(Saved entries)

════════════════

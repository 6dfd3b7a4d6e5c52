//! # Record Store
//!
//! Source of truth behind the cache. The trait is the seam where the hosted
//! backend plugs in; [`MemoryRecordStore`] keeps everything in process for
//! local runs and tests.

use async_trait::async_trait;
use chrono::{DateTime, Duration, Utc};
use serde::Deserialize;
use tokio::sync::RwLock;
use uuid::Uuid;

use fieldops_domain::{
    Client, Commodity, DashboardSummary, DomainError, Invoice, InvoiceStatus, Order, OrderStatus,
    Team, Unit,
};

pub type RepoResult<T> = Result<T, DomainError>;

// =============================================================================
// INPUTS
// =============================================================================

/// Filter for order listings
#[derive(Debug, Clone, Copy, Default, PartialEq, Eq)]
pub struct OrderFilter {
    pub status: Option<OrderStatus>,
    pub client_id: Option<Uuid>,
}

#[derive(Debug, Clone, Deserialize)]
pub struct NewClient {
    pub name: String,
    pub email: Option<String>,
    pub phone: Option<String>,
}

#[derive(Debug, Clone, Deserialize)]
pub struct NewOrder {
    pub client_id: Uuid,
    pub team_id: Option<Uuid>,
    pub commodity_id: Option<Uuid>,
    pub quantity: f64,
    pub notes: Option<String>,
}

#[derive(Debug, Clone, Deserialize)]
pub struct NewInvoice {
    pub order_id: Uuid,
    pub amount_cents: i64,
    pub due_at: Option<DateTime<Utc>>,
}

// =============================================================================
// RECORD STORE
// =============================================================================

/// Dashboard data operations
#[async_trait]
pub trait RecordStore: Send + Sync {
    async fn list_teams(&self) -> RepoResult<Vec<Team>>;

    async fn list_units(&self) -> RepoResult<Vec<Unit>>;

    async fn list_commodities(&self) -> RepoResult<Vec<Commodity>>;

    /// Clients ordered by name
    async fn list_clients(&self) -> RepoResult<Vec<Client>>;

    /// Orders newest first
    async fn list_orders(&self, filter: OrderFilter) -> RepoResult<Vec<Order>>;

    /// Invoices newest first
    async fn list_invoices(&self, status: Option<InvoiceStatus>) -> RepoResult<Vec<Invoice>>;

    async fn get_order(&self, id: Uuid) -> RepoResult<Order>;

    async fn get_invoice(&self, id: Uuid) -> RepoResult<Invoice>;

    async fn create_client(&self, input: NewClient) -> RepoResult<Client>;

    async fn create_order(&self, input: NewOrder) -> RepoResult<Order>;

    async fn create_invoice(&self, input: NewInvoice) -> RepoResult<Invoice>;

    async fn update_order_status(&self, id: Uuid, status: OrderStatus) -> RepoResult<Order>;

    async fn update_invoice_status(&self, id: Uuid, status: InvoiceStatus) -> RepoResult<Invoice>;

    async fn summary(&self) -> RepoResult<DashboardSummary>;
}

#[derive(Debug, Default)]
struct Records {
    teams: Vec<Team>,
    units: Vec<Unit>,
    commodities: Vec<Commodity>,
    clients: Vec<Client>,
    orders: Vec<Order>,
    invoices: Vec<Invoice>,
}

/// In-process record store
#[derive(Debug, Default)]
pub struct MemoryRecordStore {
    records: RwLock<Records>,
}

fn not_found(entity_type: &str, id: Uuid) -> DomainError {
    DomainError::NotFound {
        entity_type: entity_type.to_string(),
        id: id.to_string(),
    }
}
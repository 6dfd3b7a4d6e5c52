//! # API Error Types
//!
//! Unified error handling for the HTTP layer.

use axum::http::StatusCode;
use axum::response::{IntoResponse, Response};
use thiserror::Error;

use fieldops_cache::{CacheError, ReadError};
use fieldops_domain::DomainError;

/// API-level errors
#[derive(Debug, Error)]
pub enum ApiError {
    #[error("Entity not found: {entity_type} with id '{id}'")]
    NotFound { entity_type: String, id: String },

    #[error("Invalid input: {0}")]
    InvalidInput(String),

    #[error("Cache error: {0}")]
    Cache(#[from] CacheError),

    #[error("Internal server error: {0}")]
    Internal(String),
}

impl ApiError {
    /// Get HTTP status code for this error
    pub fn status_code(&self) -> StatusCode {
        match self {
            Self::NotFound { .. } => StatusCode::NOT_FOUND,
            Self::InvalidInput(_) => StatusCode::BAD_REQUEST,
            Self::Cache(_) | Self::Internal(_) => StatusCode::INTERNAL_SERVER_ERROR,
        }
    }

    /// Machine-readable error code
    pub fn error_code(&self) -> &'static str {
        match self {
            Self::NotFound { .. } => "NOT_FOUND",
            Self::InvalidInput(_) => "INVALID_INPUT",
            Self::Cache(_) => "CACHE_ERROR",
            Self::Internal(_) => "INTERNAL_ERROR",
        }
    }
}

impl From<DomainError> for ApiError {
    fn from(err: DomainError) -> Self {
        match err {
            DomainError::NotFound { entity_type, id } => Self::NotFound { entity_type, id },
            DomainError::UnknownCategory(_) | DomainError::Validation(_) => {
                Self::InvalidInput(err.to_string())
            }
        }
    }
}

impl From<ReadError<DomainError>> for ApiError {
    fn from(err: ReadError<DomainError>) -> Self {
        match err {
            ReadError::Source(e) => e.into(),
            ReadError::NotCached(key) => Self::Internal(format!("no cached value for {key}")),
        }
    }
}

impl IntoResponse for ApiError {
    fn into_response(self) -> Response {
        let status = self.status_code();
        if status.is_server_error() {
            tracing::error!(error = %self, "Request failed");
        } else {
            tracing::debug!(error = %self, "Request rejected");
        }

        let body = serde_json::json!({
            "error": {
                "message": self.to_string(),
                "code": self.error_code(),
            }
        });

        (status, axum::Json(body)).into_response()
    }
}

/// Result type alias for API operations
pub type ApiResult<T> = Result<T, ApiError>;

#[cfg(test)]
mod tests {
    use super::*;

    #[test]
    fn test_domain_not_found_maps_to_404() {
        let err: ApiError = DomainError::NotFound {
            entity_type: "order".into(),
            id: "42".into(),
        }
        .into();
        assert_eq!(err.status_code(), StatusCode::NOT_FOUND);
    }

    #[test]
    fn test_validation_maps_to_400() {
        let err: ApiError = DomainError::Validation("quantity must be positive".into()).into();
        assert_eq!(err.status_code(), StatusCode::BAD_REQUEST);
        assert_eq!(err.error_code(), "INVALID_INPUT");
    }

    #[test]
    fn test_read_error_unwraps_source() {
        let err: ApiError = ReadError::Source(DomainError::UnknownCategory("x".into())).into();
        assert!(matches!(err, ApiError::InvalidInput(_)));
    }
}
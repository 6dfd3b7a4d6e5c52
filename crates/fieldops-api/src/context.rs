//! # App Context
//!
//! Shared state handed to every handler.

use std::sync::Arc;

use fieldops_cache::CacheService;

use crate::repository::{MemoryRecordStore, RecordStore};

/// Application context shared across all handlers
#[derive(Clone)]
pub struct AppContext {
    /// Cache store plus invalidation bus
    pub cache: Arc<CacheService>,

    /// Source of truth
    pub records: Arc<dyn RecordStore>,
}

impl AppContext {
    pub fn new(cache: Arc<CacheService>, records: Arc<dyn RecordStore>) -> Self {
        Self { cache, records }
    }

    /// Context over an in-process record store
    pub fn in_memory(cache: Arc<CacheService>, seed: bool) -> Self {
        let records: Arc<dyn RecordStore> = if seed {
            Arc::new(MemoryRecordStore::seeded())
        } else {
            Arc::new(MemoryRecordStore::new())
        };
        Self::new(cache, records)
    }
}

impl std::fmt::Debug for AppContext {
    fn fmt(&self, f: &mut std::fmt::Formatter<'_>) -> std::fmt::Result {
        f.debug_struct("AppContext")
            .field("cache", &self.cache)
            .finish_non_exhaustive()
    }
}
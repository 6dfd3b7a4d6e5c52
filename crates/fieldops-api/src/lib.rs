//! # FieldOps API
//!
//! HTTP service for the field operations admin dashboard. Listings read
//! through the cache, writes invalidate the categories they touch.
//!
//! ## Features
//!
//! - **Cached Listings**: Teams, units, commodities, clients, orders, invoices
//! - **Mutations**: Create and status updates with category invalidation
//! - **Cache Admin**: Manual invalidation, clear, stats, event stream
//!
//! ## Architecture
//!
//! ```text
//! ┌─────────────────────────────────────────────────────────────┐
//! │                    Axum HTTP Server                         │
//! │             (REST handlers + SSE event stream)              │
//! └─────────────────────────────────────────────────────────────┘
//!                              │
//!                              ▼
//! ┌─────────────────────────────────────────────────────────────┐
//! │                       AppContext                            │
//! │              (CacheService, RecordStore)                    │
//! └─────────────────────────────────────────────────────────────┘
//!                    │                   │
//!                    ▼                   ▼
//! ┌─────────────────────────┐   ┌──────────────────────────────┐
//! │     fieldops-cache      │   │        RecordStore           │
//! │  (entries, bus, relay)  │   │     (Source of Truth)        │
//! └─────────────────────────┘   └──────────────────────────────┘
//! ```

#![forbid(unsafe_code)]
#![warn(clippy::all, clippy::pedantic)]
#![allow(clippy::module_name_repetitions)]

pub mod config;
pub mod context;
pub mod error;
pub mod handlers;
pub mod repository;

use axum::{
    Router,
    http::{HeaderValue, Method},
    routing::{delete, get, patch, post},
};
use tower_http::cors::{AllowOrigin, Any, CorsLayer};
use tower_http::trace::TraceLayer;

pub use config::Config;
pub use context::AppContext;
pub use error::{ApiError, ApiResult};
pub use handlers::CACHE_HEADER;
pub use repository::{MemoryRecordStore, RecordStore};

use handlers::{admin, mutation, query};

/// Build the Axum router
pub fn build_router(ctx: AppContext, cors_origins: &[String]) -> Router {
    let cors = CorsLayer::new()
        .allow_methods([
            Method::GET,
            Method::POST,
            Method::PATCH,
            Method::DELETE,
            Method::OPTIONS,
        ])
        .allow_origin(allow_origin(cors_origins))
        .allow_headers(Any)
        .expose_headers([axum::http::HeaderName::from_static(CACHE_HEADER)]);

    Router::new()
        // Reference data
        .route("/api/teams", get(query::list_teams))
        .route("/api/units", get(query::list_units))
        .route("/api/commodities", get(query::list_commodities))
        // Listings, details and writes
        .route("/api/clients", get(query::list_clients).post(mutation::create_client))
        .route("/api/orders", get(query::list_orders).post(mutation::create_order))
        .route("/api/orders/{id}", get(query::get_order))
        .route("/api/orders/{id}/status", patch(mutation::update_order_status))
        .route("/api/invoices", get(query::list_invoices).post(mutation::create_invoice))
        .route("/api/invoices/{id}", get(query::get_invoice))
        .route("/api/invoices/{id}/status", patch(mutation::update_invoice_status))
        .route("/api/dashboard", get(query::dashboard))
        // Cache administration
        .route("/api/cache", delete(admin::clear))
        .route("/api/cache/invalidate", post(admin::invalidate))
        .route("/api/cache/purge", post(admin::purge))
        .route("/api/cache/stats", get(admin::stats))
        .route("/api/cache/events", get(admin::events))
        // Health check
        .route("/health", get(admin::health_check))
        .route("/", get(|| async { "FieldOps API" }))
        // State and middleware
        .with_state(ctx)
        .layer(cors)
        .layer(TraceLayer::new_for_http())
}

fn allow_origin(origins: &[String]) -> AllowOrigin {
    if origins.is_empty() || origins.iter().any(|o| o == "*") {
        return AllowOrigin::from(Any);
    }

    let parsed: Vec<HeaderValue> = origins
        .iter()
        .filter_map(|origin| match HeaderValue::from_str(origin) {
            Ok(value) => Some(value),
            Err(_) => {
                tracing::warn!(origin = %origin, "Ignoring invalid CORS origin");
                None
            }
        })
        .collect();
    AllowOrigin::list(parsed)
}

/// Crate version
pub const VERSION: &str = env!("CARGO_PKG_VERSION");
//! # HTTP Handlers
//!
//! - [`query`]: listings and lookups read through the cache
//! - [`mutation`]: writes followed by category invalidation
//! - [`admin`]: cache administration and the invalidation event stream

pub mod admin;
pub mod mutation;
pub mod query;

use axum::Json;
use axum::http::HeaderValue;
use axum::response::{IntoResponse, Response};
use serde::Serialize;

use fieldops_cache::{Fetched, ReadStrategy};

/// Response header reporting `hit` or `miss`
pub const CACHE_HEADER: &str = "x-cache";

/// JSON body plus the cache origin header
pub(crate) fn cached<T: Serialize>(fetched: Fetched<T>) -> Response {
    let mut response = Json(fetched.value).into_response();
    response.headers_mut().insert(
        CACHE_HEADER,
        HeaderValue::from_static(fetched.origin.as_str()),
    );
    response
}

/// `?refresh=true` bypasses the cached copy and repopulates it
pub(crate) fn read_strategy(refresh: bool) -> ReadStrategy {
    if refresh {
        ReadStrategy::RefreshThrough
    } else {
        ReadStrategy::CacheFirst
    }
}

════════════════

◆ REQUIRED ACTION ◆
Check every line of the data, and copy the ones that contain "ApiResult".

◆ ANSWER SPACE ◆
pub type ApiResult<T> = Result<T, ApiError>;
pub use error::{ApiError, ApiResult};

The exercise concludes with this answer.